Data entries

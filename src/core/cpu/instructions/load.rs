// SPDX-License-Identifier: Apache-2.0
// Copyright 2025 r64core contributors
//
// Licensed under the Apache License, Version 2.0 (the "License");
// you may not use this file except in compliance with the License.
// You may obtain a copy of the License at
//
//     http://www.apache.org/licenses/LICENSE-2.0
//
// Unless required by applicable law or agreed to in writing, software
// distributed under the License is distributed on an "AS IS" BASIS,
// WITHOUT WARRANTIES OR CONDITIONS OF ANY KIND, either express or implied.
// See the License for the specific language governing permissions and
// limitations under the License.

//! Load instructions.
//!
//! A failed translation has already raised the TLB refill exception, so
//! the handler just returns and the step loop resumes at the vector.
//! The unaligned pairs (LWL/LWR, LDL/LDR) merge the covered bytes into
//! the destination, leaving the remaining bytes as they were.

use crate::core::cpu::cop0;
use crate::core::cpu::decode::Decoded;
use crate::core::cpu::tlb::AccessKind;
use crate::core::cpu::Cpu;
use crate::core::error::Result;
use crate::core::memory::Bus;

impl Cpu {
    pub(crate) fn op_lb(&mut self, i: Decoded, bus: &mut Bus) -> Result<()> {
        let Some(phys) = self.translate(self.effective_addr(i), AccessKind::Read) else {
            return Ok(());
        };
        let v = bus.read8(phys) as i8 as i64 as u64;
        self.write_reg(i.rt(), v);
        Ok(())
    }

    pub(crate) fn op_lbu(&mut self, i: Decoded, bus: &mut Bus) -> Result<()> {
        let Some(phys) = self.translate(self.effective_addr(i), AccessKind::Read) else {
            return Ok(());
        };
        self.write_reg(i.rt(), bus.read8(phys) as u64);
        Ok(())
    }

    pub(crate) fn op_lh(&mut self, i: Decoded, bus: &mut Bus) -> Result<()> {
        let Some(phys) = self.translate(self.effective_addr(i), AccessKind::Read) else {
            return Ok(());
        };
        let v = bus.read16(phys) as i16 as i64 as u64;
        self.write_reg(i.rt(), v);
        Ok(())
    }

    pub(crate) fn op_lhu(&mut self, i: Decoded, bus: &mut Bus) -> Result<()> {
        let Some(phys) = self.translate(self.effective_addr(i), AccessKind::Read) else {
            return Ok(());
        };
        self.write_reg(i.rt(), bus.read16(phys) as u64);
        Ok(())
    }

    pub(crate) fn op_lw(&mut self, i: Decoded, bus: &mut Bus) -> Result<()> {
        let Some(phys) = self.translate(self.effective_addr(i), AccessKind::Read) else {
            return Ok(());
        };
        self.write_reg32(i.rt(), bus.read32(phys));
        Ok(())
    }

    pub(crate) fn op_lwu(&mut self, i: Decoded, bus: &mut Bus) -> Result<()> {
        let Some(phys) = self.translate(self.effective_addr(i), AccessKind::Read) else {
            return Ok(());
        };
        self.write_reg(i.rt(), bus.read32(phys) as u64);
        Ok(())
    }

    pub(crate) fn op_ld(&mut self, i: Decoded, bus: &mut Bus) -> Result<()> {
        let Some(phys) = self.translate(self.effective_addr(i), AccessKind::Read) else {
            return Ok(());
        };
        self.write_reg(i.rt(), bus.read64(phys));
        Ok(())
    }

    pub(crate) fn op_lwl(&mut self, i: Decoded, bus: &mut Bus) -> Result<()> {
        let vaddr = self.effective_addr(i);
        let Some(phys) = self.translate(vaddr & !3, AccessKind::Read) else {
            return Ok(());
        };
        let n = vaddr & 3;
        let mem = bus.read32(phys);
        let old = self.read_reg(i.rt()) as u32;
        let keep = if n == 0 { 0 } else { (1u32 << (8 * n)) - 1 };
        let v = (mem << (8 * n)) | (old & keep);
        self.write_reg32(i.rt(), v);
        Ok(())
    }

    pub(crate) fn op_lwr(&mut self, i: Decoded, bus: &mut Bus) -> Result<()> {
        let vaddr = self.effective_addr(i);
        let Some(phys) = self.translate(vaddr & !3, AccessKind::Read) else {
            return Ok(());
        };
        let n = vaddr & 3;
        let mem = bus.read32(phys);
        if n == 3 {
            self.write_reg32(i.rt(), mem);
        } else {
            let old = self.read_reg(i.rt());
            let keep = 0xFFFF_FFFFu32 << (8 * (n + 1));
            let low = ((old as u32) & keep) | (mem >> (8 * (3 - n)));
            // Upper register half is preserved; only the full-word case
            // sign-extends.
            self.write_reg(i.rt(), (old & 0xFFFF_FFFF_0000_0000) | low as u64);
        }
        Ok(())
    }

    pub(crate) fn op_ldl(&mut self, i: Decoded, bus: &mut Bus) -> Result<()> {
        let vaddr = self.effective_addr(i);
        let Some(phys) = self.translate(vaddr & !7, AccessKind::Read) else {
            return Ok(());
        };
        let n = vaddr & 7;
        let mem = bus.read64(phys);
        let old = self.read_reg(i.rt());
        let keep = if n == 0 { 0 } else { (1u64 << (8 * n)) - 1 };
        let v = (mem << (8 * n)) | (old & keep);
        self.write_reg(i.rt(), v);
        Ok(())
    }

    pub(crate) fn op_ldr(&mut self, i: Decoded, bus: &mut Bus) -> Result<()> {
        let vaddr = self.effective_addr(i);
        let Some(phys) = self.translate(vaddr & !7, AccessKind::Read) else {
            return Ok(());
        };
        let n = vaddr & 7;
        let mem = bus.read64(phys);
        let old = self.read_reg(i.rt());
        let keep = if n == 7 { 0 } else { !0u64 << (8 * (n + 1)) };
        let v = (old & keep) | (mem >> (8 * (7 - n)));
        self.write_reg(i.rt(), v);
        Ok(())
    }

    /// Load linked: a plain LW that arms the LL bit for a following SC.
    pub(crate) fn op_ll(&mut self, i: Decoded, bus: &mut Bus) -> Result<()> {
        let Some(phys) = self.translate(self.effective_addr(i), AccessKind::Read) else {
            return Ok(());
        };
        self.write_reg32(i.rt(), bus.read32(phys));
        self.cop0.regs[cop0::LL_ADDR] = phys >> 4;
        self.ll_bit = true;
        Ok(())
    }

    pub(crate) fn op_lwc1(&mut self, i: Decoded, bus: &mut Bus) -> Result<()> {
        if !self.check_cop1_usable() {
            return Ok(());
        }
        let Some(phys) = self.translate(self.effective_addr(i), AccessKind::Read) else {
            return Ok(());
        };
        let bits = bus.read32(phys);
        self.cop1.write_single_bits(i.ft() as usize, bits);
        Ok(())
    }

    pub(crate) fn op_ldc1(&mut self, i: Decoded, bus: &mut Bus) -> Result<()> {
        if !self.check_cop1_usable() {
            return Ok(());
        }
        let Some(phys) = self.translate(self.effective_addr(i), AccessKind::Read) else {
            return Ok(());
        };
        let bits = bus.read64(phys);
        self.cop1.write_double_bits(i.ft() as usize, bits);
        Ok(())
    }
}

▶ **WORK ORDER**:
Return nothing but the lines from the top of the records above through the line that has "let v = bus.read8(phys)". Keep each one exact.

▶ **TASK OUTPUT**:
filename src/core/cpu/instructions/load.rs
// SPDX-License-Identifier: Apache-2.0
// Copyright 2025 r64core contributors
//
// Licensed under the Apache License, Version 2.0 (the "License");
// you may not use this file except in compliance with the License.
// You may obtain a copy of the License at
//
//     http://www.apache.org/licenses/LICENSE-2.0
//
// Unless required by applicable law or agreed to in writing, software
// distributed under the License is distributed on an "AS IS" BASIS,
// WITHOUT WARRANTIES OR CONDITIONS OF ANY KIND, either express or implied.
// See the License for the specific language governing permissions and
// limitations under the License.

//! Load instructions.
//!
//! A failed translation has already raised the TLB refill exception, so
//! the handler just returns and the step loop resumes at the vector.
//! The unaligned pairs (LWL/LWR, LDL/LDR) merge the covered bytes into
//! the destination, leaving the remaining bytes as they were.

use crate::core::cpu::cop0;
use crate::core::cpu::decode::Decoded;
use crate::core::cpu::tlb::AccessKind;
use crate::core::cpu::Cpu;
use crate::core::error::Result;
use crate::core::memory::Bus;

impl Cpu {
    pub(crate) fn op_lb(&mut self, i: Decoded, bus: &mut Bus) -> Result<()> {
        let Some(phys) = self.translate(self.effective_addr(i), AccessKind::Read) else {
            return Ok(());
        };
        let v = bus.read8(phys) as i8 as i64 as u64;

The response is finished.